What we recommed is replacing the real eggs with wooden ones and then let the parents complete the incubation cycle even though the eggs won't hatch. It's important because otherwise they will lay egg after egg, which is stressful and hard on the hen's body. It can deplete her body of calcium.
Wooden eggs can be purchased on line. They are very inexpensive. You may even be able to find some in a craft store..I don't know.


----------



## Avion (May 28, 2007)

Spanish word for grit is "gravilla".

George


----------



## Brummie (Feb 16, 2009)

From what I've seen at the feed store most mixtures of grit are basically the same, just ground differantly. There are some with anise mixed in, some are fortified with added minerals. I alway's make sure there is a good percentage of oyster shell in my mix.
As far as breeding, pigeons will make a nest anywhere!

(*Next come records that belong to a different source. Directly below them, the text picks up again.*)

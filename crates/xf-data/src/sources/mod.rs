//! Trip record sources

pub mod batch_source;
pub mod csv_source;

pub use batch_source::BatchTripSource;
pub use csv_source::CsvTripSource;

use serde::{Deserialize, Serialize};
use xf_core::TripRow;

use crate::DataError;

/// Column names shared by every source, matching the trip query output
pub mod columns {
    pub const DAY_OF_WEEK: &str = "pickup_day_of_week";
    pub const HOUR: &str = "pickup_hour";
    pub const DISTANCE: &str = "trip_distance";
    pub const TIP: &str = "tip_amount";
    pub const PASSENGERS: &str = "passenger_count";
    pub const ZONE: &str = "PULocationID";
    pub const PAYMENT_TYPE: &str = "payment_type";
}

/// Trait for trip sources.
///
/// Loading is the only asynchronous step of the dashboard and finishes before
/// the cross-filter engine sees any record.
#[async_trait::async_trait]
pub trait TripSource: Send + Sync {
    /// Load every accepted row
    async fn load(&self) -> Result<Vec<TripRow>, DataError>;

    /// Get the source name/path
    fn source_name(&self) -> &str;
}

/// Row acceptance rules applied during ingestion
#[derive(Debug, Clone, PartialEq, Serialize, Deserialize)]
#[serde(default)]
pub struct IngestFilter {
    /// Exclusive upper bound on trip distance, `None` for no limit.
    /// Distance must also be positive.
    pub max_distance: Option<f64>,
    /// Exclusive upper bound on tip, `None` for no limit.
    /// Tip must be non-negative.
    pub max_tip: Option<f64>,
    /// Drop rows without a positive passenger count
    pub require_passengers: bool,
    /// Drop rows without a pickup zone
    pub require_zone: bool,
}

impl Default for IngestFilter {
    fn default() -> Self {
        Self {
            max_distance: Some(50.0),
            max_tip: Some(100.0),
            require_passengers: true,
            require_zone: true,
        }
    }
}

impl IngestFilter {
    /// Only the sign checks on distance and tip remain
    pub fn permissive() -> Self {
        Self {
            max_distance: None,
            max_tip: None,
            require_passengers: false,
            require_zone: false,
        }
    }

    pub fn accepts(&self, row: &TripRow) -> bool {
        let distance_ok = row.distance > 0.0 && self.max_distance.map_or(true, |max| row.distance < max);
        let tip_ok = row.tip >= 0.0 && self.max_tip.map_or(true, |max| row.tip < max);
        let passengers_ok = !self.require_passengers || row.passengers.map_or(false, |p| p > 0);
        let zone_ok = !self.require_zone || row.zone.is_some();
        distance_ok && tip_ok && passengers_ok && zone_ok
    }
}

/// Loosely typed values of one input row before validation
#[derive(Debug, Clone, Default)]
pub(crate) struct RawTrip {
    pub day_of_week: Option<f64>,
    pub hour: Option<f64>,
    pub distance: Option<f64>,
    pub tip: Option<f64>,
    pub passengers: Option<f64>,
    pub zone: Option<u32>,
    pub payment_type: Option<f64>,
}

impl RawTrip {
    /// Validate field domains. Rows with a missing or out-of-range required
    /// field are rejected.
    pub(crate) fn into_row(self) -> Option<TripRow> {
        let day_of_week: u8 = integral(self.day_of_week?)?;
        let hour: u8 = integral(self.hour?)?;
        if day_of_week > 6 || hour > 23 {
            return None;
        }
        let distance = self.distance.filter(|d| d.is_finite())?;
        let tip = self.tip.filter(|t| t.is_finite())?;

        Some(TripRow {
            distance,
            tip,
            day_of_week,
            hour,
            payment_type: integral(self.payment_type?)?,
            passengers: self.passengers.and_then(integral),
            zone: self.zone,
        })
    }
}

/// Convert a whole-number float into a narrower integer type
pub(crate) fn integral<T: TryFrom<i64>>(value: f64) -> Option<T> {
    if !value.is_finite() || value.fract() != 0.0 {
        return None;
    }
    T::try_from(value as i64).ok()
}

/// Validate and filter a batch of raw rows, logging how many were dropped
pub(crate) fn accept_rows(
    raw: impl IntoIterator<Item = RawTrip>,
    filter: &IngestFilter,
    source: &str,
) -> Vec<TripRow> {
    let mut malformed = 0usize;
    let mut filtered = 0usize;
    let mut rows = Vec::new();

    for trip in raw {
        match trip.into_row() {
            Some(row) if filter.accepts(&row) => rows.push(row),
            Some(_) => filtered += 1,
            None => malformed += 1,
        }
    }

    if malformed > 0 {
        tracing::warn!("{}: skipped {} malformed rows", source, malformed);
    }
    tracing::info!(
        "{}: accepted {} rows ({} excluded by ingest filter)",
        source,
        rows.len(),
        filtered
    );
    rows
}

Charis' advice was on the money.


----------



## Pawbla (Jan 6, 2009)

Aww... I didn't want to toss eggs away x.x
I'll just hope these are two girls. One, I think it's a girl. Doesn't coo and it's reaching about 45 days. I don't know when they reach sexual maturity, though. The other one isn't old enough to check on behaviour.

I'll get wooden eggs if needed and grit from the pet store, then.



Avion said:


> Spanish word for grit is "gravilla".
> 
> George


Are you sure that, applied to bird's grit, it's gravilla? Because when you say gravilla it's usually to talk about the garden grit.


----------



## Charis (Feb 11, 2007)

How about Paloma grava


----------



## Pawbla (Jan 6, 2009)

If you're using a translator, it won't work. Grava is usually applied for the one used in concrete :/.
I'll describe it, anyways, if I don't find the exact word.


----------



## John_D (Jan 24, 2002)

Spanish-language pigeon sites seem to use the same word - 'grit' 

Try 'grit y minerales para palomas'


----------



## Feefo (Feb 8, 2002)

> Spanish-language pigeon sites seem to use the same word - 'grit'


LOL, not the first word I would have thought of , but spot on!

This is an Argentinian article about pigeon grit:

http://www.colombofilos.com.ar/spip/spip.php?article145


----------



## Pawbla (Jan 6, 2009)

Yes, it's grit, as I hoped. The site even gives a recipe if you can't get it. Thanks a lot!


----------



## plumvalley (Nov 12, 2009)

Here's another one that may help?
http://perruche-ondulee.forumactif.com/alimentation-f17/gravier-et-sable-anise-t17674.htm


----------



## Pawbla (Jan 6, 2009)

Dunno, I don't speak french :c. But thanks anyways.


----------